There are three possible groups to which we could categorize microfinance institutions currently at work in Nigeria. In the first category, we may place those institutions that came into the market fully prepared and determined to follow, and actually follow, the wisdom of the founding fathers of the industry. They therefore developed and standardized their operations in line with the established tenets of the trade. Members of this group have spent time and resources to deepen their understanding of the industry; its characteristics and peculiarities. In their menu of services are a plethora of services adapted to the domestic environment. They are also well-capitalized and efficiently run, in accordance with both domestic regulations and accepted international norms. Their business models are clear and easy to appreciate.

Although some of them already had international flavour, due partly to their origins or make-up, they have domesticated that attribute to the advantage of their clients as well as their investors. They have high potential for greater outreach and sustainability – two key indices of successful microfinancing – and have demonstrated these by their spatial and service characteristics. Many of them have actually arrived on the steady growth super highway. They have become comfortable with the regulatory regime, having tailored their operations, ab initio, to cohere with the extant regulatory environment. Indeed, they are now significant contributors, not only to the financial good health of the industry but also to that of other stakeholders, including, to a modest extent and through the payment of requisite premium, to the good health of the regulatory authorities.

By way of reward, members of this group have sound loan books with delinquency ratios in line with international standards, and they have a strong client base. They have also, to a large extent, and following the adoption of appropriate business models and technology, contained fraud and improved the performance of their clients. This group has derivatively attracted international attention and foreign financial commitment to the local industry by way of partnerships and even direct investment. Thus, they have become recognized as valuable channels of accessing the active poor in one of the most densely populated poor countries in the world. This category of players is bold, daring and properly arrow-headed. They are the delight of regulators and, given long-term consistency, are likely to produce members that would favourably compete in the arena of world-class microfinance institutions.

A major attribute of this group is that they book small loans as required in microfinancing. This, not only gives them the necessary spread of risk but also allows them to control the sole of the business – the mass of the active poor. They adopt lending methodologies that replicate or modify, rather than contradict, the story already told by the founding fathers of the industry, such as Grameen Bank in Bangladesh. In addition they keep the business small and simple, in terms of loans and processes.

The second category is made up of those institutions that decided to follow their hearts and instincts, rather than the time-tested tenets of microfinancing. This group also has strong members, who are equally well-capitalised and strong enough to substantially impact the universe of the active poor in Nigeria. However, they have business models that are hard to classify or even identify. This tends to shift their gaze from side to side and give the impression of unclear leadership and business focus. As a result, they lack a clearly defined target market. Their risk acceptance criteria are indeterminate, tending to be driven by opportunistic reactions rather than established market focus.

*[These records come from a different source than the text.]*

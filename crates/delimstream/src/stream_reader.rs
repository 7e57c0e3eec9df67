//! Discard-on-consume reader.
//!
//! [`StreamReader`] keeps only the bytes it has not handed out yet. Records
//! borrow the reader's buffer, so the borrow checker guarantees they are gone
//! before the next write can compact or reallocate it.
//!
//! Compaction policy
//! - Before new bytes are accepted, a fully consumed buffer rewinds to offset
//!   zero without copying.
//! - Otherwise, when the incoming write does not fit in the spare capacity and
//!   some prefix has been consumed, the unread tail is moved to the front.
//! - Only if the write still does not fit does the buffer grow.

use alloc::vec::Vec;
use core::iter::FusedIterator;

use crate::{
    buffer::ByteBuffer,
    delimiter::Delimiter,
    error::Result,
    machine::{Machine, ReadState},
    options::ReaderOptions,
    span::Record,
};

/// Incremental tokenizer that forgets records once they are handed out.
///
/// # Examples
///
/// ```rust
/// use delimstream::{ReaderOptions, RecordKind, StreamReader};
///
/// let mut reader = StreamReader::new(ReaderOptions::default());
/// reader.read_until_string(b"\r\n", true).unwrap();
///
/// let lines: Vec<Vec<u8>> = reader
///     .feed(b"HELO example.org\r\nMAIL FROM:<a@b>\r")
///     .unwrap()
///     .filter(|r| r.kind() == RecordKind::Complete)
///     .map(|r| r.bytes.to_vec())
///     .collect();
/// assert_eq!(lines, [b"HELO example.org".to_vec()]);
///
/// // The "\r" left at the end of the first chunk is still matched.
/// let mut records = reader.feed(b"\n").unwrap();
/// let record = records.next().unwrap();
/// assert!(record.is_complete());
/// assert_eq!(record.bytes, b"");
/// ```
///
/// With the default options the first feed above also yields the partial
/// record `"MAIL FROM:<a@b>"`; the final record is whatever remained of that
/// line, here nothing.
#[derive(Debug)]
pub struct StreamReader {
    buffer: ByteBuffer,
    machine: Machine,
    emit_partial: bool,
}

impl Default for StreamReader {
    fn default() -> Self {
        Self::new(ReaderOptions::default())
    }
}

impl StreamReader {
    #[must_use]
    pub fn new(options: ReaderOptions) -> Self {
        Self {
            buffer: ByteBuffer::with_capacity(options.initial_capacity, options.max_capacity),
            machine: Machine::default(),
            emit_partial: options.emit_partial,
        }
    }

    /// Builds a reader on top of caller-provided storage. The vector's
    /// allocation is reused as the initial capacity and
    /// `options.initial_capacity` is ignored.
    #[must_use]
    pub fn with_buffer(storage: Vec<u8>, options: ReaderOptions) -> Self {
        Self {
            buffer: ByteBuffer::from_vec(storage, options.max_capacity),
            machine: Machine::default(),
            emit_partial: options.emit_partial,
        }
    }

    /// Reads until the byte string `delimiter`.
    ///
    /// With `repeat` the reader stays armed after each match; otherwise it
    /// returns to [`ReadState::Idle`] after the first record.
    ///
    /// # Errors
    ///
    /// [`InvalidArgument::EmptyDelimiter`](crate::InvalidArgument::EmptyDelimiter)
    /// if `delimiter` is empty. The previous delimiter stays armed.
    pub fn read_until_string(&mut self, delimiter: &[u8], repeat: bool) -> Result<()> {
        self.machine.arm(Delimiter::bytes(delimiter)?, repeat);
        Ok(())
    }

    /// Reads until the byte `delimiter`.
    pub fn read_until_char(&mut self, delimiter: u8, repeat: bool) {
        self.machine.arm(Delimiter::byte(delimiter), repeat);
    }

    /// Arms an already validated delimiter.
    pub fn arm(&mut self, delimiter: Delimiter, repeat: bool) {
        self.machine.arm(delimiter, repeat);
    }

    /// Returns a writable region of at least `additional` bytes for the caller
    /// to fill directly, e.g. from a socket read. Follow with
    /// [`end_put`](Self::end_put).
    ///
    /// # Errors
    ///
    /// [`Error::OutOfMemory`](crate::Error::OutOfMemory) or
    /// [`Error::CapacityExceeded`](crate::Error::CapacityExceeded) if the
    /// buffer cannot grow.
    pub fn begin_put(&mut self, additional: usize) -> Result<&mut [u8]> {
        self.make_room(additional)?;
        Ok(self.buffer.write_cursor())
    }

    /// Declares that `n` bytes of the region from
    /// [`begin_put`](Self::begin_put) were filled. Does not search; call
    /// [`records`](Self::records) to extract.
    ///
    /// # Errors
    ///
    /// [`InvalidArgument::CommitOverflow`](crate::InvalidArgument::CommitOverflow)
    /// if `n` exceeds the writable region.
    pub fn end_put(&mut self, n: usize) -> Result<()> {
        self.buffer.commit(n)
    }

    /// Appends `bytes` and returns the records that can now be extracted.
    ///
    /// Feeding an empty slice changes nothing and yields no records.
    ///
    /// # Errors
    ///
    /// Propagates buffer growth failures; no bytes are appended in that case.
    pub fn feed(&mut self, bytes: &[u8]) -> Result<Records<'_>> {
        if bytes.is_empty() {
            let mut records = self.records();
            records.exhausted = true;
            return Ok(records);
        }
        self.make_room(bytes.len())?;
        self.buffer.extend_from_slice(bytes)?;
        Ok(self.records())
    }

    /// Callback form of [`feed`](Self::feed): invokes `on_record` for each
    /// extracted record and returns how many there were.
    ///
    /// # Errors
    ///
    /// Same as [`feed`](Self::feed).
    pub fn feed_with<F>(&mut self, bytes: &[u8], mut on_record: F) -> Result<usize>
    where
        F: FnMut(Record<'_>),
    {
        let mut count = 0;
        for record in self.feed(bytes)? {
            on_record(record);
            count += 1;
        }
        Ok(count)
    }

    /// Extracts records from already buffered bytes, e.g. after
    /// [`end_put`](Self::end_put) or after arming a new delimiter.
    pub fn records(&mut self) -> Records<'_> {
        Records {
            data: self.buffer.as_slice(),
            machine: &mut self.machine,
            emit_partial: self.emit_partial,
            exhausted: false,
        }
    }

    /// Bytes that have been appended but not handed out.
    #[must_use]
    pub fn buffer_data(&self) -> &[u8] {
        &self.buffer.as_slice()[self.machine.read()..]
    }

    /// Consumes `n` unread bytes without producing a record, for data the
    /// caller read out-of-band through [`buffer_data`](Self::buffer_data).
    ///
    /// # Errors
    ///
    /// [`InvalidArgument::SkipBeyondEnd`](crate::InvalidArgument::SkipBeyondEnd)
    /// if fewer than `n` bytes are unread.
    pub fn skip(&mut self, n: usize) -> Result<()> {
        self.machine.skip(n, self.buffer.len())
    }

    /// Forgets all buffered bytes and the armed delimiter. The allocation is
    /// kept for the next stream.
    pub fn reset(&mut self) {
        self.buffer.clear();
        self.machine.reset();
    }

    #[must_use]
    pub fn state(&self) -> ReadState {
        self.machine.state()
    }

    #[must_use]
    pub fn is_idle(&self) -> bool {
        self.state() == ReadState::Idle
    }

    #[must_use]
    pub fn capacity(&self) -> usize {
        self.buffer.capacity()
    }

    fn make_room(&mut self, additional: usize) -> Result<()> {
        let read = self.machine.read();
        if read > 0 && (read == self.buffer.len() || self.buffer.spare_capacity() < additional) {
            self.buffer.drop_before(read)?;
            self.machine.shift_down(read);
        }
        self.buffer.reserve_for(additional)
    }

    #[cfg(any(test, feature = "fuzzing"))]
    #[doc(hidden)]
    #[must_use]
    pub fn debug_cursors(&self) -> (usize, usize, usize) {
        (self.machine.read(), self.machine.search(), self.buffer.len())
    }
}

/// Records extracted by one [`StreamReader::feed`] or
/// [`StreamReader::records`] call.
///
/// Extraction is lazy: each `next` advances the reader by one record.
/// Dropping the iterator early loses nothing; the remaining records are
/// produced by the next call.
#[derive(Debug)]
pub struct Records<'a> {
    data: &'a [u8],
    machine: &'a mut Machine,
    emit_partial: bool,
    exhausted: bool,
}

impl<'a> Iterator for Records<'a> {
    type Item = Record<'a>;

    fn next(&mut self) -> Option<Self::Item> {
        if self.exhausted {
            return None;
        }
        let Some(span) = self.machine.step(self.data, self.emit_partial) else {
            self.exhausted = true;
            return None;
        };
        Some(Record {
            span,
            bytes: &self.data[span.offset..span.end()],
        })
    }
}

impl FusedIterator for Records<'_> {}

There is something very virtuous about market focus, just as there is with proper business model. A microfinance institution must have a clear target market, which does not necessarily have to be the active poor. In the Dominican Republic for instance, the Association for the Development of Microenterprises (ADEMI) developed an effective non-traditional lending methodology to service low-income clients. Its target clients are microenterprises to which it gives loans in accordance with certain standards, focusing on job creation.

Similarly in Kenya, the Kenya Rural Enterprise Programme (K-REP) developed a modified specie of the Group Lending methodology of Grameen Bank. Its Chikola programme has been offering loans to individual enterprises through existing Rotating Savings and Credit Associations (ROSCAS). Microfinance institutions must be learning institutions with good institutional memory, even with their small sizes. This is the only way they could understand their environment, adapt and adopt the existing lending methodologies, services and products to meet the needs of their markets.

As a result of some of these deficiencies, this category of players in the microfinance sector is hardly breaking any new grounds, both in terms of location and product design, as well as service delivery. They are always content to swim in the Red Ocean of attrition rather than seek out the many Blue Oceans around the country. The above features have evidently rubbed off negatively on their ability to service their clients on a timely and consistent basis. It has also depressed their profitability. Even though a large number of them have the same capacity and potentials with those in the first category, members of this group are hamstrung by wrong frameworks and methodological incongruences.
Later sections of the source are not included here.